Laminates, for example high pressure laminates, comprise a core of cellulosic fibrous based material and a protective overlay. A decorative layer, generally a paper layer, which may have a solid colour, pattern or decoration is generally provided between the core and the protective overlay, especially when a transparent or translucent overlay is used. The core generally comprises one or more layers of paper, typically kraft paper, impregnated with a thermosetting resin. The decorative layer and/or protective overlay may also be impregnated with a thermosetting resin. During manufacture the layers (core material, decorative layer and overlay) are pressed together under simultaneous application of heat and high pressure to obtain a homogeneous preferably non porous material.

Laminates may be used to provide a surface finish to a substrate for interior or exterior applications, for example walls, partitions, ceilings, doors, flooring, stairs, furniture, trims, windows sills, tables, work tops, counter tops, vanity units, cubicles, balconies, facades and signs.
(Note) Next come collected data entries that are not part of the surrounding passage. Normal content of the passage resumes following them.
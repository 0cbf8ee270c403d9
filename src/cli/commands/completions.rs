//! Shell completions generation.
//!
//! The `rpbp-provision completions` command generates shell completion scripts.

use std::io::Write;

use crate::cli::args::{Cli, CompletionsArgs};
use crate::diagnostics::DiagnosticSink;
use clap::CommandFactory;

use super::dispatcher::{Command, CommandResult};

/// The completions command implementation.
pub struct CompletionsCommand {
    args: CompletionsArgs,
}

impl CompletionsCommand {
    /// Create a new completions command.
    pub fn new(args: CompletionsArgs) -> Self {
        Self { args }
    }
}

impl Command for CompletionsCommand {
    fn execute(
        &self,
        _sink: &mut dyn DiagnosticSink,
        out: &mut dyn Write,
    ) -> crate::error::Result<CommandResult> {
        let mut cmd = Cli::command();
        clap_complete::generate(self.args.shell, &mut cmd, "rpbp-provision", out);
        Ok(CommandResult::success())
    }
}
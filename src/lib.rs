//! rpbp-provision - Post-installation provisioning for the Rp-Bp pipeline.
//!
//! Compiles the pipeline's statistical model definitions into cached
//! artifacts under a per-user models directory, then checks the host for
//! the external programs the pipeline shells out to.
//!
//! # Modules
//!
//! - [`cli`] - Command-line interface and argument parsing
//! - [`diagnostics`] - Leveled operator messages and their sinks
//! - [`error`] - Error types and result aliases
//! - [`models`] - Model catalog, artifact location, and compilation
//! - [`provision`] - The provisioning pass tying models and tools together
//! - [`shell`] - External command execution
//! - [`tools`] - Required tool groups and executable lookup
//!
//! # Example
//!
//! ```
//! use std::path::Path;
//! use rpbp_provision::models::builtin_model_specs;
//!
//! let specs = builtin_model_specs();
//! assert_eq!(specs.len(), 6);
//! assert_eq!(
//!     specs[0].artifact_path(Path::new("/models")),
//!     Path::new("/models/nonperiodic/no-periodicity.pkl")
//! );
//! ```
//!
//! For full provisioning runs, see the integration tests.

pub mod cli;
pub mod diagnostics;
pub mod error;
pub mod models;
pub mod provision;
pub mod shell;
pub mod tools;

pub use error::{ProvisionError, Result};
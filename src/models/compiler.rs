//! Idempotent model compilation.
//!
//! Each [`ModelSpec`] is materialized at most once: an artifact already on
//! disk is authoritative and skipped. Missing artifacts get their parent
//! directory chain created and the external compiler invoked, one at a
//! time. Compiler failures are reported and recorded but never abort the
//! pass, and whatever a failed compile wrote is removed, so an interrupted
//! or partially failed run can simply be repeated.

use std::fs;
use std::path::{Path, PathBuf};

use serde::Serialize;

use crate::diagnostics::DiagnosticSink;
use crate::error::{ProvisionError, Result};
use crate::models::catalog::ModelSpec;
use crate::shell::{execute, CommandLine, CommandOptions, CommandResult};

/// Default model compiler executable.
pub const DEFAULT_COMPILER: &str = "pickle-stan";

/// Turns a model definition into a serialized artifact.
pub trait ArtifactBuilder {
    /// Command line that `build` runs, for echoing before execution.
    fn command_line(&self, source: &Path, artifact: &Path) -> CommandLine;

    /// Compile `source` into `artifact`, blocking until done.
    fn build(&self, source: &Path, artifact: &Path) -> Result<CommandResult>;
}

/// Runs an external compiler as `<program> <source> <artifact>`.
#[derive(Debug, Clone, PartialEq, Eq)]
pub struct ExternalCompiler {
    program: String,
}

impl ExternalCompiler {
    /// Compiler invoked as `program`.
    pub fn new(program: impl Into<String>) -> Self {
        Self {
            program: program.into(),
        }
    }

    /// The compiler program.
    pub fn program(&self) -> &str {
        &self.program
    }
}

impl Default for ExternalCompiler {
    fn default() -> Self {
        Self::new(DEFAULT_COMPILER)
    }
}

impl ArtifactBuilder for ExternalCompiler {
    fn command_line(&self, source: &Path, artifact: &Path) -> CommandLine {
        CommandLine::new(&self.program)
            .arg(source.as_os_str())
            .arg(artifact.as_os_str())
    }

    fn build(&self, source: &Path, artifact: &Path) -> Result<CommandResult> {
        // Compiler progress goes straight to the terminal; stderr is kept
        // for the failure report.
        let options = CommandOptions {
            capture_stdout: false,
            capture_stderr: true,
        };
        execute(&self.command_line(source, artifact), &options)
    }
}

/// What is currently at an artifact path.
#[derive(Debug, Clone, Copy, PartialEq, Eq, Serialize)]
#[serde(rename_all = "snake_case")]
pub enum ArtifactState {
    /// Nothing there; must be built.
    Absent,
    /// A zero-byte file, left by an interrupted or failed compile.
    Empty,
    /// A non-empty file or other entry; treated as built.
    Present,
}

impl ArtifactState {
    /// Inspect `path`.
    pub fn of(path: &Path) -> Self {
        match fs::metadata(path) {
            Err(_) => ArtifactState::Absent,
            Ok(meta) if meta.is_file() && meta.len() == 0 => ArtifactState::Empty,
            Ok(_) => ArtifactState::Present,
        }
    }

    /// Whether compilation is needed.
    pub fn needs_build(&self) -> bool {
        !matches!(self, ArtifactState::Present)
    }
}

/// Result of processing one spec.
#[derive(Debug, Clone, PartialEq, Eq)]
pub enum CompileOutcome {
    /// Artifact already existed.
    Skipped,
    /// Compiler ran and the artifact now exists.
    Built,
    /// Dry run: compilation would have been attempted.
    Planned,
    /// Compilation was attempted and did not produce an artifact.
    Failed { reason: String },
}

/// One processed spec.
#[derive(Debug, Clone, PartialEq, Eq)]
pub struct CompileEntry {
    /// The spec.
    pub spec: ModelSpec,
    /// Absolute artifact location.
    pub artifact: PathBuf,
    /// What happened.
    pub outcome: CompileOutcome,
}

/// Outcomes for a whole `compile_all` pass, in spec order.
#[derive(Debug, Clone, Default, PartialEq, Eq)]
pub struct CompileReport {
    pub entries: Vec<CompileEntry>,
}

impl CompileReport {
    /// Number of specs with the given outcome kind.
    fn count(&self, pred: impl Fn(&CompileOutcome) -> bool) -> usize {
        self.entries.iter().filter(|e| pred(&e.outcome)).count()
    }

    /// Artifacts that were already present.
    pub fn skipped(&self) -> usize {
        self.count(|o| matches!(o, CompileOutcome::Skipped))
    }

    /// Artifacts compiled in this pass.
    pub fn built(&self) -> usize {
        self.count(|o| matches!(o, CompileOutcome::Built))
    }

    /// Artifacts a dry run would compile.
    pub fn planned(&self) -> usize {
        self.count(|o| matches!(o, CompileOutcome::Planned))
    }

    /// Entries whose compilation failed.
    pub fn failures(&self) -> impl Iterator<Item = &CompileEntry> {
        self.entries
            .iter()
            .filter(|e| matches!(e.outcome, CompileOutcome::Failed { .. }))
    }

    /// Whether nothing failed.
    pub fn is_clean(&self) -> bool {
        self.failures().next().is_none()
    }
}

/// Compiles model definitions into cached artifacts.
pub struct ModelCompiler<'a> {
    builder: &'a dyn ArtifactBuilder,
    source_dir: PathBuf,
    dry_run: bool,
}

impl<'a> ModelCompiler<'a> {
    /// Compiler reading definitions from `source_dir`.
    pub fn new(builder: &'a dyn ArtifactBuilder, source_dir: impl Into<PathBuf>) -> Self {
        Self {
            builder,
            source_dir: source_dir.into(),
            dry_run: false,
        }
    }

    /// Report what would be built without touching the filesystem.
    pub fn dry_run(mut self, dry_run: bool) -> Self {
        self.dry_run = dry_run;
        self
    }

    /// Materialize every spec's artifact under `models_base`, in order.
    pub fn compile_all(
        &self,
        specs: &[ModelSpec],
        models_base: &Path,
        sink: &mut dyn DiagnosticSink,
    ) -> CompileReport {
        let entries = specs
            .iter()
            .map(|spec| self.compile_one(spec, models_base, sink))
            .collect();
        CompileReport { entries }
    }

    /// Materialize a single spec's artifact.
    pub fn compile_one(
        &self,
        spec: &ModelSpec,
        models_base: &Path,
        sink: &mut dyn DiagnosticSink,
    ) -> CompileEntry {
        let artifact = spec.artifact_path(models_base);
        let source = spec.source_path(&self.source_dir);
        let outcome = self.materialize(&source, &artifact, sink);
        CompileEntry {
            spec: spec.clone(),
            artifact,
            outcome,
        }
    }

    fn materialize(
        &self,
        source: &Path,
        artifact: &Path,
        sink: &mut dyn DiagnosticSink,
    ) -> CompileOutcome {
        match ArtifactState::of(artifact) {
            ArtifactState::Present => {
                sink.info(&format!(
                    "A model already exists at: {}. Skipping.",
                    artifact.display()
                ));
                return CompileOutcome::Skipped;
            }
            ArtifactState::Empty => {
                let action = if self.dry_run { "Would rebuild" } else { "Rebuilding" };
                sink.warning(&format!(
                    "Empty model artifact at: {}. {}.",
                    artifact.display(),
                    action
                ));
            }
            ArtifactState::Absent => {}
        }

        let command = self.builder.command_line(source, artifact);

        if self.dry_run {
            sink.info(&format!("Would run: {}", command.display()));
            return CompileOutcome::Planned;
        }

        let outcome = match self.build(source, artifact, &command, sink) {
            Ok(()) => CompileOutcome::Built,
            Err(reason) => CompileOutcome::Failed { reason },
        };

        if let CompileOutcome::Failed { reason } = &outcome {
            sink.warning(&format!(
                "Model compilation failed for {}: {}",
                source.display(),
                reason
            ));
        }
        outcome
    }

    fn build(
        &self,
        source: &Path,
        artifact: &Path,
        command: &CommandLine,
        sink: &mut dyn DiagnosticSink,
    ) -> std::result::Result<(), String> {
        ensure_parent_dir(artifact).map_err(|e| e.to_string())?;

        sink.info(&command.display());
        let result = self
            .builder
            .build(source, artifact)
            .map_err(|e| e.to_string())?;
        tracing::debug!(
            "Compiler exited with {:?} after {:?}",
            result.exit_code,
            result.duration
        );

        if !result.success {
            let status = match result.exit_code {
                Some(code) => format!("exit code {}", code),
                None => "terminated by signal".to_string(),
            };
            let mut reason = match result.stderr_tail() {
                Some(tail) => format!("{}: {}", status, tail),
                None => status,
            };
            // A partial write must not pass for a finished artifact next run.
            if let Err(e) = discard_partial(artifact) {
                reason.push_str(&format!(
                    "; could not remove partial artifact {}: {}",
                    artifact.display(),
                    e
                ));
            }
            return Err(reason);
        }

        if ArtifactState::of(artifact).needs_build() {
            return Err("compiler exited successfully but wrote no artifact".to_string());
        }

        Ok(())
    }
}

/// Remove whatever a failed compile left at `artifact`.
fn discard_partial(artifact: &Path) -> std::io::Result<()> {
    match fs::remove_file(artifact) {
        Ok(()) => {
            tracing::debug!("Removed partial artifact {}", artifact.display());
            Ok(())
        }
        Err(e) if e.kind() == std::io::ErrorKind::NotFound => Ok(()),
        Err(e) => Err(e),
    }
}

/// Create the full directory chain above `artifact` if missing.
fn ensure_parent_dir(artifact: &Path) -> Result<()> {
    let Some(parent) = artifact.parent() else {
        return Ok(());
    };
    if parent.as_os_str().is_empty() || parent.is_dir() {
        return Ok(());
    }
    tracing::debug!("Creating directory {}", parent.display());
    fs::create_dir_all(parent).map_err(|source| ProvisionError::DirectoryCreation {
        path: parent.to_path_buf(),
        source,
    })
}
//! Host readiness checks for required external programs.
//!
//! # Modules
//!
//! - [`path`] - Executable lookup on the search path
//! - [`registry`] - The pipeline's required tool groups
//! - [`checker`] - Grouped availability checks with aggregated warnings

pub mod checker;
pub mod path;
pub mod registry;

pub use checker::{GroupReport, ToolChecker, PIPELINE_NAME};
pub use path::{ExecutableResolver, SearchPath};
pub use registry::{builtin_tool_groups, ToolGroup};
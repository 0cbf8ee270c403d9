//! External command execution.
//!
//! Commands are spawned directly (no intermediate shell), so paths with
//! spaces or shell metacharacters reach the program unmodified.

use crate::error::{ProvisionError, Result};
use std::ffi::OsString;
use std::process::{Command, Stdio};
use std::time::{Duration, Instant};

/// Result of executing a command.
#[derive(Debug, Clone)]
pub struct CommandResult {
    /// Exit code (None if killed by signal).
    pub exit_code: Option<i32>,

    /// Standard output.
    pub stdout: String,

    /// Standard error.
    pub stderr: String,

    /// Execution duration.
    pub duration: Duration,

    /// Whether command succeeded (exit code 0).
    pub success: bool,
}

impl CommandResult {
    /// Create a success result.
    pub fn success(stdout: String, stderr: String, duration: Duration) -> Self {
        Self {
            exit_code: Some(0),
            stdout,
            stderr,
            duration,
            success: true,
        }
    }

    /// Create a failure result.
    pub fn failure(
        exit_code: Option<i32>,
        stdout: String,
        stderr: String,
        duration: Duration,
    ) -> Self {
        Self {
            exit_code,
            stdout,
            stderr,
            duration,
            success: false,
        }
    }

    /// Last non-empty line of stderr, if any.
    pub fn stderr_tail(&self) -> Option<&str> {
        self.stderr.lines().rev().map(str::trim).find(|l| !l.is_empty())
    }
}

/// A program and its arguments.
#[derive(Debug, Clone, PartialEq, Eq)]
pub struct CommandLine {
    program: String,
    args: Vec<OsString>,
}

impl CommandLine {
    /// Start a command line for `program`.
    pub fn new(program: impl Into<String>) -> Self {
        Self {
            program: program.into(),
            args: Vec::new(),
        }
    }

    /// Append one argument.
    pub fn arg(mut self, arg: impl Into<OsString>) -> Self {
        self.args.push(arg.into());
        self
    }

    /// The program name.
    pub fn program(&self) -> &str {
        &self.program
    }

    /// The arguments.
    pub fn args(&self) -> &[OsString] {
        &self.args
    }

    /// Human-readable rendering, quoting arguments that contain whitespace.
    pub fn display(&self) -> String {
        let mut parts = vec![quote(&self.program)];
        parts.extend(self.args.iter().map(|a| quote(&a.to_string_lossy())));
        parts.join(" ")
    }
}

fn quote(s: &str) -> String {
    if s.is_empty() || s.chars().any(char::is_whitespace) {
        format!("'{}'", s)
    } else {
        s.to_string()
    }
}

/// Options for command execution.
#[derive(Debug, Clone, Default)]
pub struct CommandOptions {
    /// Capture stdout (if false, inherits from parent).
    pub capture_stdout: bool,

    /// Capture stderr (if false, inherits from parent).
    pub capture_stderr: bool,
}

/// Execute a command and wait for it to finish.
///
/// Returns `Err` only if the process could not be started; a non-zero
/// exit is an `Ok` result with `success == false`.
pub fn execute(command: &CommandLine, options: &CommandOptions) -> Result<CommandResult> {
    let start = Instant::now();

    let mut cmd = Command::new(command.program());
    cmd.args(command.args());
    cmd.stdin(Stdio::null());

    if options.capture_stdout {
        cmd.stdout(Stdio::piped());
    } else {
        cmd.stdout(Stdio::inherit());
    }

    if options.capture_stderr {
        cmd.stderr(Stdio::piped());
    } else {
        cmd.stderr(Stdio::inherit());
    }

    tracing::debug!("Spawning: {}", command.display());

    let output = cmd.output().map_err(|e| ProvisionError::CommandSpawn {
        command: command.display(),
        message: e.to_string(),
    })?;

    let duration = start.elapsed();

    let stdout = if options.capture_stdout {
        String::from_utf8_lossy(&output.stdout).to_string()
    } else {
        String::new()
    };

    let stderr = if options.capture_stderr {
        String::from_utf8_lossy(&output.stderr).to_string()
    } else {
        String::new()
    };

    if output.status.success() {
        Ok(CommandResult::success(stdout, stderr, duration))
    } else {
        Ok(CommandResult::failure(
            output.status.code(),
            stdout,
            stderr,
            duration,
        ))
    }
}
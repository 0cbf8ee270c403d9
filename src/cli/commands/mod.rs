//! CLI command implementations.
//!
//! Each command implements the [`Command`] trait, which provides a uniform
//! interface for executing commands and reporting results. Commands are
//! routed by [`CommandDispatcher`].

pub mod completions;
pub mod dispatcher;
pub mod list;
pub mod provision;
pub mod status;

pub use dispatcher::{Command, CommandDispatcher, CommandResult};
When adapted for exterior use the laminate may comprise an additional outer layer or coating to enhance weathering and/or light protecting properties.

Traditionally the thermosetting resin of the core has been a phenol-formaldehyde resin and the thermosetting resin of the surface layer has been a melamine-formaldehyde resin. Whilst such resins provide a number of suitable properties there has for some time been a desire to move away or reduce the use of formaldehyde, particularly for environmental impact. One aim of the present invention is thus to provide a way of producing a low or reduced formaldehyde laminate in a way that provides acceptable properties and is compatible with existing manufacturing methods.

According to one aspect, the present invention provides a method of manufacturing a laminate as defined in claim 1. Addition aspects are defined in other independent claims. The dependent claims define preferred or alternative embodiments.

The term “laminate, as used herein means laminates of the type described above. The laminates may be high pressure laminates (HPL), continuous pressure laminates (CPL), low pressure laminates (LPL) or compact laminates.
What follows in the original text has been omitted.